I ran out tonight to skate through the empty
aisles of Hannaford in the desperate moments before
the eleventh hour when they always lock their doors
for good. I stopped first at the ethnic section,
where you find the matzo, (I moved to Maine and
became an ethnic, go figure). I wasn't there for the
unleavened good stuff, however, but rather for a
yarzeit candle, by means of which we ethnics, once a
year, commemorate our departed. It was on an amber
Halloween morn 25 years ago today that my father and
sister ran and bike rode (respectively) past me as I
walked up North Street towards the Great Neck Music
Center and my first ever drum lesson. The colors of
the day are emblazoned on my memory not so much from
my 11-year-old perceptivity as from the photo that my
sister took, one which wound up being framed and
copied and framed again and distributed amongst
immediate family for wistful rumination at all our
ritual gatherings. You've figured how the story turns
out. I get home from the lesson and find a locked
house and no-one in sight, and cool my heels with the
neighbors until hours later my aunt pulls up with my
sister and "there's been an emergency." The resulting
fog of teary and understanding adults, plates and
plates of whitefish, visits from rabbis and
relatives, followed by plummeting grades and
eventually a move out of town, and then college, grad
school, marriage, unclehood, job, blog and a rain of
discomfiting and unpleasant All Hallows Eves marked
by a particular aversion to Jack-o-Lattern carving
and costume reckoning preceded my scammering through
the shelves of our local supermarket, ethnic
commemorative glassed wax in my hand, searching for
Mallomars.
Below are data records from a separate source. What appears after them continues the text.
#[cfg(test)]
mod tests {
    use super::*;
    use proptest::prelude::*;

    fn write(root: &Path, rel: &str, data: &[u8]) {
        let path = root.join(rel);
        fs::create_dir_all(path.parent().unwrap()).unwrap();
        fs::write(path, data).unwrap();
    }

    fn tree_links(outcome: AddOutcome) -> Vec<Link> {
        match outcome {
            AddOutcome::Tree(links) => links,
            other => panic!("expected tree, got {other:?}"),
        }
    }

    #[test]
    fn add_file_yields_single_and_pins() {
        let dir = tempfile::tempdir().unwrap();
        write(dir.path(), "a.txt", b"alpha");
        let store = LocalContentStore::in_memory();

        let outcome = store.add_blocking(&dir.path().join("a.txt"), false).unwrap();
        let AddOutcome::Single(address) = outcome else {
            panic!("expected single");
        };
        assert!(store.is_pinned(&address));
        assert_eq!(store.cat_blocking(&address).unwrap(), b"alpha");
        assert!(!store.is_directory_blocking(&address).unwrap());
    }

    #[test]
    fn add_missing_path_fails() {
        let dir = tempfile::tempdir().unwrap();
        let store = LocalContentStore::in_memory();
        let err = store.add_blocking(&dir.path().join("nope"), true).unwrap_err();
        assert!(matches!(err, StoreError::PathNotFound { .. }));
    }

    #[test]
    fn add_directory_requires_recursive() {
        let dir = tempfile::tempdir().unwrap();
        let store = LocalContentStore::in_memory();
        let err = store.add_blocking(dir.path(), false).unwrap_err();
        assert!(matches!(err, StoreError::IsDirectory { .. }));
    }

    #[test]
    fn tree_is_descendants_first_root_last() {
        let dir = tempfile::tempdir().unwrap();
        let data = dir.path().join("data");
        write(&data, "x.txt", b"x");
        write(&data, "sub/y.txt", b"y");
        let store = LocalContentStore::in_memory();

        let links = tree_links(store.add_blocking(&data, true).unwrap());
        let names: Vec<&str> = links.iter().map(|l| l.name.as_str()).collect();
        assert_eq!(names, ["data/sub/y.txt", "data/sub", "data/x.txt", "data"]);

        let root = links.last().unwrap().address;
        assert!(store.is_directory_blocking(&root).unwrap());
        let children = store.list_blocking(&root).unwrap();
        assert_eq!(
            children.iter().map(|l| l.name.as_str()).collect::<Vec<_>>(),
            ["sub", "x.txt"]
        );
        assert!(links.iter().all(|l| store.is_pinned(&l.address)));
    }

    #[test]
    fn trailing_slash_and_dot_paths_name_the_root() {
        let dir = tempfile::tempdir().unwrap();
        let data = dir.path().join("data");
        write(&data, "x.txt", b"x");
        let store = LocalContentStore::in_memory();

        let with_slash = tree_links(
            store
                .add_blocking(Path::new(&format!("{}/", data.display())), true)
                .unwrap(),
        );
        assert_eq!(with_slash.last().unwrap().name, "data");

        let dotted = tree_links(store.add_blocking(&data.join("."), true).unwrap());
        assert_eq!(dotted.last().unwrap().name, "data");
        assert_eq!(dotted.last().unwrap().address, with_slash.last().unwrap().address);
    }

    #[test]
    fn empty_directory_has_an_address() {
        let dir = tempfile::tempdir().unwrap();
        let empty = dir.path().join("empty");
        fs::create_dir(&empty).unwrap();
        let store = LocalContentStore::in_memory();
        let links = tree_links(store.add_blocking(&empty, true).unwrap());
        assert_eq!(links.len(), 1);
        assert!(store.list_blocking(&links[0].address).unwrap().is_empty());
    }

    #[test]
    fn list_and_cat_reject_wrong_kind() {
        let dir = tempfile::tempdir().unwrap();
        write(dir.path(), "d/f", b"f");
        let store = LocalContentStore::in_memory();
        let links = tree_links(store.add_blocking(&dir.path().join("d"), true).unwrap());
        let file = links[0].address;
        let root = links[1].address;
        assert!(matches!(store.list_blocking(&file), Err(StoreError::NotADirectory(_))));
        assert!(matches!(store.cat_blocking(&root), Err(StoreError::IsDirectoryObject(_))));
    }

    #[test]
    fn unpin_twice_fails() {
        let dir = tempfile::tempdir().unwrap();
        write(dir.path(), "a", b"a");
        let store = LocalContentStore::in_memory();
        let address = store.add_blocking(&dir.path().join("a"), false).unwrap().root().unwrap();

        assert_eq!(store.unpin_blocking(&address).unwrap(), vec![address]);
        assert!(!store.is_pinned(&address));
        assert!(matches!(store.unpin_blocking(&address), Err(StoreError::NotPinned(_))));
    }

    #[test]
    fn recursive_pin_covers_descendants() {
        let dir = tempfile::tempdir().unwrap();
        write(dir.path(), "d/a", b"a");
        write(dir.path(), "d/e/b", b"b");
        let store = LocalContentStore::in_memory();
        let links = tree_links(store.add_blocking(&dir.path().join("d"), true).unwrap());
        for link in &links {
            store.unpin_blocking(&link.address).unwrap();
        }

        let root = links.last().unwrap().address;
        let pinned = store.pin_blocking(&root, true).unwrap();
        assert_eq!(pinned.len(), links.len());
        assert!(links.iter().all(|l| store.is_pinned(&l.address)));

        let direct = store.pin_blocking(&links[0].address, false).unwrap();
        assert_eq!(direct, vec![links[0].address]);
    }

    #[test]
    fn pins_survive_reopen() {
        let dir = tempfile::tempdir().unwrap();
        write(dir.path(), "work/a.txt", b"persist me");
        let root = dir.path().join(".dbx");

        let address = {
            let store = LocalContentStore::open(&root).unwrap();
            store
                .add_blocking(&dir.path().join("work/a.txt"), false)
                .unwrap()
                .root()
                .unwrap()
        };

        let reopened = LocalContentStore::open(&root).unwrap();
        assert!(reopened.is_pinned(&address));
        assert_eq!(reopened.cat_blocking(&address).unwrap(), b"persist me");
    }

    #[tokio::test]
    async fn async_interface_matches_blocking() {
        let dir = tempfile::tempdir().unwrap();
        write(dir.path(), "d/a", b"a");
        let store = LocalContentStore::in_memory();
        let outcome = store.add(&dir.path().join("d"), true).await.unwrap();
        let root = outcome.root().unwrap();

        assert!(store.is_directory(&root).await.unwrap());
        let children = store.list(&root).await.unwrap();
        assert_eq!(children.len(), 1);
        assert_eq!(store.cat(&children[0].address).await.unwrap(), b"a");
        assert_eq!(store.unpin(&root).await.unwrap(), vec![root]);
        assert_eq!(store.pin(&root, false).await.unwrap(), vec![root]);
    }

    proptest! {
        #[test]
        fn identical_bytes_share_an_address(data in proptest::collection::vec(any::<u8>(), 0..512)) {
            let dir = tempfile::tempdir().unwrap();
            write(dir.path(), "one.bin", &data);
            write(dir.path(), "nested/two.bin", &data);
            let store = LocalContentStore::in_memory();
            let a = store.add_blocking(&dir.path().join("one.bin"), false).unwrap();
            let b = store.add_blocking(&dir.path().join("nested/two.bin"), true).unwrap();
            prop_assert_eq!(a, b);
        }

        #[test]
        fn identical_trees_share_an_address(
            files in proptest::collection::btree_map(
                "[a-z]{1,8}",
                proptest::collection::vec(any::<u8>(), 0..64),
                1..6,
            )
        ) {
            let dir = tempfile::tempdir().unwrap();
            for (name, data) in &files {
                write(&dir.path().join("left/data"), name, data);
                write(&dir.path().join("right/other"), &format!("inner/{name}"), data);
            }
            let store = LocalContentStore::in_memory();
            let left = store.add_blocking(&dir.path().join("left/data"), true).unwrap();
            let right = store.add_blocking(&dir.path().join("right/other/inner"), true).unwrap();
            prop_assert_eq!(left.root(), right.root());
        }
    }
}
Because we ethnics
mourn with our hearts, yes it's true, but even
more profoundly with out digestive systems and
our noses, and dear old dad would - I'm guessing
- be tickled to think that his gustatory legacy
lived on in his progeny most profoundly as a
holy reverence for that dark chocolate,
marshmallow and graham cracker concoction sold
in the plain white boxes with the yellow outer
wrap. They're sold only seasonally, because the
thin outer coating, the darkest of matte browns,
takes unwell to the summer elements. And the
vast majority of them are sold in the New York
metropolitan area, a fact proudly proclaimed on
the box itself. And in my desperate searching,
with the clock ticking on towards eleven and
banishment, the only yellow boxes I found housed
Fig Newtons and I needed to search out the store
manager who took me right to the spot,
considerably narrower than those allotted for,
say, Oreos or Chips Ahoy, where the Mallomars
ought to have been and let me gaze all the way
back to the peg board. Sold out. Sold, I
imagine, to other raving and wild-eyed ethnics,
transplanted and homesick, lonely for lost
fathers, toting yarzeits and heavy hearts and
yearning just for that transportative
commingling of bitter sophistication, cloudy
white goo and the perfect hint of crisp. We
would keep them in the fridge, two separate
white rectangular boxes (that have since been
replaced by a single box), and Nina and I
understood that parental writ was required for
tresspass into that sacred realm. They were
daddy's Mallomars, housed apart, doled out
piecemeal and appropriate for those fleeting
moments of familial wholeness that were able to
make special occasions out of ordinary sections
of ordinary afternoons. Only arriving when the
cold wind begins to blow and the leaves swell
and then fade and fall, when the spirits poke
their cold noses, redolent of times past, into
the comfy and organized present and urge us to
grieve and howl and mount strange holidays. No
transcendent goo tonight. Just the flickering
flame on the stovetop and the gusts of wind
banging up against our rickety and porous
windows. No Mallomars, but spirits abound all
the same. Neil Stephen Sonenberg, present as
you've always been, reclaim thy rightful place
in the search engines of the here and now.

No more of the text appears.